DATA IN THIS EXERCISE.
------------------------------------

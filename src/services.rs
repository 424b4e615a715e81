pub mod auth_service;
pub mod mailer;

pub use auth_service::AuthService;
pub use mailer::{LogMailer, Mailer, ResetEmail, SmtpMailer};
use serde::{Deserialize, Serialize};
use time::OffsetDateTime;

#[derive(Debug, Clone, sqlx::FromRow)]
pub struct User {
    pub id: i32,
    pub name: String,
    pub email: String,
    pub password_hash: String,
    pub reset_token: Option<String>,
    pub reset_token_expiry: Option<OffsetDateTime>,
}

/// The part of a user that leaves the server.
#[derive(Debug, Clone, PartialEq, Eq, Serialize, Deserialize)]
pub struct PublicUser {
    pub id: i32,
    pub name: String,
    pub email: String,
}

impl From<&User> for PublicUser {
    fn from(user: &User) -> Self {
        PublicUser {
            id: user.id,
            name: user.name.clone(),
            email: user.email.clone(),
        }
    }
}

#[derive(Debug, Default, Serialize, Deserialize)]
pub struct SignupRequest {
    #[serde(default)]
    pub name: String,
    #[serde(default)]
    pub email: String,
    #[serde(default)]
    pub password: String,
}

#[derive(Debug, Default, Serialize, Deserialize)]
pub struct LoginRequest {
    #[serde(default)]
    pub email: String,
    #[serde(default)]
    pub password: String,
}

#[derive(Debug, Default, Serialize, Deserialize)]
pub struct ForgotPasswordRequest {
    #[serde(default)]
    pub email: String,
}

#[derive(Debug, Default, Serialize, Deserialize)]
pub struct ResetPasswordRequest {
    #[serde(default)]
    pub token: String,
    #[serde(default, rename = "newPassword")]
    pub new_password: String,
}

/// Session token claims.
#[derive(Debug, Clone, Serialize, Deserialize)]
pub struct Claims {
    #[serde(rename = "userId")]
    pub user_id: i32,
    pub email: String,
    pub name: String,
    pub iat: usize,
    pub exp: usize,
}

impl From<&Claims> for PublicUser {
    fn from(claims: &Claims) -> Self {
        PublicUser {
            id: claims.user_id,
            name: claims.name.clone(),
            email: claims.email.clone(),
        }
    }
}

/// Lower-cased, trimmed form used for lookups and inserts.
pub fn normalize_email(email: &str) -> String {
    email.trim().to_lowercase()
}

#[cfg(test)]
mod tests {
    use super::*;

    #[test]
    fn test_reset_request_uses_camel_case_password() {
        let req: ResetPasswordRequest =
            serde_json::from_str(r#"{"token":"abc","newPassword":"hunter22"}"#).unwrap();
        assert_eq!(req.token, "abc");
        assert_eq!(req.new_password, "hunter22");
    }

    #[test]
    fn test_missing_fields_default_to_empty() {
        let req: SignupRequest = serde_json::from_str(r#"{"email":"a@b.c"}"#).unwrap();
        assert!(req.name.is_empty());
        assert!(req.password.is_empty());
    }

    #[test]
    fn test_normalize_email() {
        assert_eq!(normalize_email("  Jane@Example.COM "), "jane@example.com");
    }
}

------------------------------------

PROBLEM STATEMENT.
Give back the whole listing exactly as it reads.

REPLY.
filename src/services.rs
repository 424b4e615a715e81
pub mod auth_service;
pub mod mailer;

pub use auth_service::AuthService;
pub use mailer::{LogMailer, Mailer, ResetEmail, SmtpMailer};
use serde::{Deserialize, Serialize};
use time::OffsetDateTime;

#[derive(Debug, Clone, sqlx::FromRow)]
pub struct User {
    pub id: i32,
    pub name: String,
    pub email: String,
    pub password_hash: String,
    pub reset_token: Option<String>,
    pub reset_token_expiry: Option<OffsetDateTime>,
}

/// The part of a user that leaves the server.
#[derive(Debug, Clone, PartialEq, Eq, Serialize, Deserialize)]
pub struct PublicUser {
    pub id: i32,
    pub name: String,
    pub email: String,
}

impl From<&User> for PublicUser {
    fn from(user: &User) -> Self {
        PublicUser {
            id: user.id,
            name: user.name.clone(),
            email: user.email.clone(),
        }
    }
}

#[derive(Debug, Default, Serialize, Deserialize)]
pub struct SignupRequest {
    #[serde(default)]
    pub name: String,
    #[serde(default)]
    pub email: String,
    #[serde(default)]
    pub password: String,
}

#[derive(Debug, Default, Serialize, Deserialize)]
pub struct LoginRequest {
    #[serde(default)]
    pub email: String,
    #[serde(default)]
    pub password: String,
}

#[derive(Debug, Default, Serialize, Deserialize)]
pub struct ForgotPasswordRequest {
    #[serde(default)]
    pub email: String,
}

#[derive(Debug, Default, Serialize, Deserialize)]
pub struct ResetPasswordRequest {
    #[serde(default)]
    pub token: String,
    #[serde(default, rename = "newPassword")]
    pub new_password: String,
}

/// Session token claims.
#[derive(Debug, Clone, Serialize, Deserialize)]
pub struct Claims {
    #[serde(rename = "userId")]
    pub user_id: i32,
    pub email: String,
    pub name: String,
    pub iat: usize,
    pub exp: usize,
}

impl From<&Claims> for PublicUser {
    fn from(claims: &Claims) -> Self {
        PublicUser {
            id: claims.user_id,
            name: claims.name.clone(),
            email: claims.email.clone(),
        }
    }
}

/// Lower-cased, trimmed form used for lookups and inserts.
pub fn normalize_email(email: &str) -> String {
    email.trim().to_lowercase()
}

#[cfg(test)]
mod tests {
    use super::*;

    #[test]
    fn test_reset_request_uses_camel_case_password() {
        let req: ResetPasswordRequest =
            serde_json::from_str(r#"{"token":"abc","newPassword":"hunter22"}"#).unwrap();
        assert_eq!(req.token, "abc");
        assert_eq!(req.new_password, "hunter22");
    }

    #[test]
    fn test_missing_fields_default_to_empty() {
        let req: SignupRequest = serde_json::from_str(r#"{"email":"a@b.c"}"#).unwrap();
        assert!(req.name.is_empty());
        assert!(req.password.is_empty());
    }

    #[test]
    fn test_normalize_email() {
        assert_eq!(normalize_email("  Jane@Example.COM "), "jane@example.com");
    }
}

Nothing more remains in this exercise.